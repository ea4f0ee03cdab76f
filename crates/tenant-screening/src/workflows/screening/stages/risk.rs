use async_trait::async_trait;
use serde::{Deserialize, Serialize};

use crate::workflows::screening::context::StageInput;
use crate::workflows::screening::payload::StagePayload;
use crate::workflows::screening::stage::{Stage, StageError};

use super::credit::CreditReport;
use super::ingestion::ApplicantProfile;
use super::{credit_of, profile_of, RiskLevel, CREDIT, INGESTION};

/// Neutral starting point on the 0-1000 scale.
pub const BASE_RISK: i32 = 500;
pub const MAX_RISK: i32 = 1000;
/// Upper bound of the low-risk tier.
pub const LOW_RISK_MAX: u16 = 300;
/// Upper bound of the moderate-risk tier.
pub const MODERATE_RISK_MAX: u16 = 600;

#[derive(Debug, Clone, Copy, PartialEq, Eq, Hash, Serialize, Deserialize)]
#[serde(rename_all = "snake_case")]
pub enum RiskFactorKind {
    CreditScore,
    IncomeToRent,
    RentalTenure,
    EvictionDisclosure,
    BankruptcyDisclosure,
}

#[derive(Debug, Clone, PartialEq, Eq, Serialize, Deserialize)]
pub struct RiskFactor {
    pub factor: RiskFactorKind,
    /// Positive points raise risk.
    pub points: i16,
    pub notes: String,
}

/// Applicant risk on a 0-1000 scale where higher is riskier.
#[derive(Debug, Clone, PartialEq, Serialize, Deserialize)]
pub struct RiskAssessment {
    pub risk_score: u16,
    pub tier: RiskLevel,
    pub factors: Vec<RiskFactor>,
}

impl RiskAssessment {
    pub fn factor(&self, kind: RiskFactorKind) -> Option<&RiskFactor> {
        self.factors.iter().find(|factor| factor.factor == kind)
    }
}

#[derive(Debug, Clone, Copy, Default)]
pub struct RiskStage;

impl RiskStage {
    pub fn assess(profile: &ApplicantProfile, credit: &CreditReport) -> RiskAssessment {
        let mut factors = Vec::new();

        let score = credit.credit_score;
        let credit_points = match score {
            750.. => -150,
            700..=749 => -100,
            650..=699 => -50,
            600..=649 => 50,
            _ => 150,
        };
        factors.push(RiskFactor {
            factor: RiskFactorKind::CreditScore,
            points: credit_points,
            notes: format!("credit score {score}"),
        });

        let ratio = profile.income_to_rent();
        let income_points = if ratio >= 3.5 {
            -150
        } else if ratio >= 3.0 {
            -100
        } else if ratio >= 2.5 {
            0
        } else {
            100
        };
        factors.push(RiskFactor {
            factor: RiskFactorKind::IncomeToRent,
            points: income_points,
            notes: format!(
                "monthly income is {ratio:.2}x rent of ${}",
                profile.monthly_rent
            ),
        });

        let years = profile.years_at_current;
        let tenure_points = if years >= 2.0 {
            -50
        } else if years >= 1.0 {
            -25
        } else {
            25
        };
        factors.push(RiskFactor {
            factor: RiskFactorKind::RentalTenure,
            points: tenure_points,
            notes: format!("{years:.1} years at current residence"),
        });

        if profile.disclosures.eviction_history {
            factors.push(RiskFactor {
                factor: RiskFactorKind::EvictionDisclosure,
                points: 100,
                notes: "applicant disclosed a prior eviction".to_string(),
            });
        }
        if profile.disclosures.bankruptcy_history {
            factors.push(RiskFactor {
                factor: RiskFactorKind::BankruptcyDisclosure,
                points: 75,
                notes: "applicant disclosed a prior bankruptcy".to_string(),
            });
        }

        let raw: i32 = BASE_RISK + factors.iter().map(|factor| i32::from(factor.points)).sum::<i32>();
        let risk_score = raw.clamp(0, MAX_RISK) as u16;

        let tier = if risk_score <= LOW_RISK_MAX {
            RiskLevel::Low
        } else if risk_score <= MODERATE_RISK_MAX {
            RiskLevel::Moderate
        } else {
            RiskLevel::High
        };

        RiskAssessment {
            risk_score,
            tier,
            factors,
        }
    }
}

#[async_trait]
impl Stage for RiskStage {
    async fn execute(&self, input: &StageInput) -> Result<StagePayload, StageError> {
        let profile =
            profile_of(input).ok_or_else(|| StageError::MissingDependency(INGESTION.to_string()))?;
        let credit =
            credit_of(input).ok_or_else(|| StageError::MissingDependency(CREDIT.to_string()))?;

        Ok(StagePayload::Risk(Self::assess(profile, credit)))
    }
}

HOW TO COMPLETE THIS TASK:
From the data above, output exactly the lines between the one containing "the 0-1000 scale." and the one containing "let ratio = profile.income_to_rent();", counting both of them.

ANSWER SECTION:
/// Neutral starting point on the 0-1000 scale.
pub const BASE_RISK: i32 = 500;
pub const MAX_RISK: i32 = 1000;
/// Upper bound of the low-risk tier.
pub const LOW_RISK_MAX: u16 = 300;
/// Upper bound of the moderate-risk tier.
pub const MODERATE_RISK_MAX: u16 = 600;

#[derive(Debug, Clone, Copy, PartialEq, Eq, Hash, Serialize, Deserialize)]
#[serde(rename_all = "snake_case")]
pub enum RiskFactorKind {
    CreditScore,
    IncomeToRent,
    RentalTenure,
    EvictionDisclosure,
    BankruptcyDisclosure,
}

#[derive(Debug, Clone, PartialEq, Eq, Serialize, Deserialize)]
pub struct RiskFactor {
    pub factor: RiskFactorKind,
    /// Positive points raise risk.
    pub points: i16,
    pub notes: String,
}

/// Applicant risk on a 0-1000 scale where higher is riskier.
#[derive(Debug, Clone, PartialEq, Serialize, Deserialize)]
pub struct RiskAssessment {
    pub risk_score: u16,
    pub tier: RiskLevel,
    pub factors: Vec<RiskFactor>,
}

impl RiskAssessment {
    pub fn factor(&self, kind: RiskFactorKind) -> Option<&RiskFactor> {
        self.factors.iter().find(|factor| factor.factor == kind)
    }
}

#[derive(Debug, Clone, Copy, Default)]
pub struct RiskStage;

impl RiskStage {
    pub fn assess(profile: &ApplicantProfile, credit: &CreditReport) -> RiskAssessment {
        let mut factors = Vec::new();

        let score = credit.credit_score;
        let credit_points = match score {
            750.. => -150,
            700..=749 => -100,
            650..=699 => -50,
            600..=649 => 50,
            _ => 150,
        };
        factors.push(RiskFactor {
            factor: RiskFactorKind::CreditScore,
            points: credit_points,
            notes: format!("credit score {score}"),
        });

        let ratio = profile.income_to_rent();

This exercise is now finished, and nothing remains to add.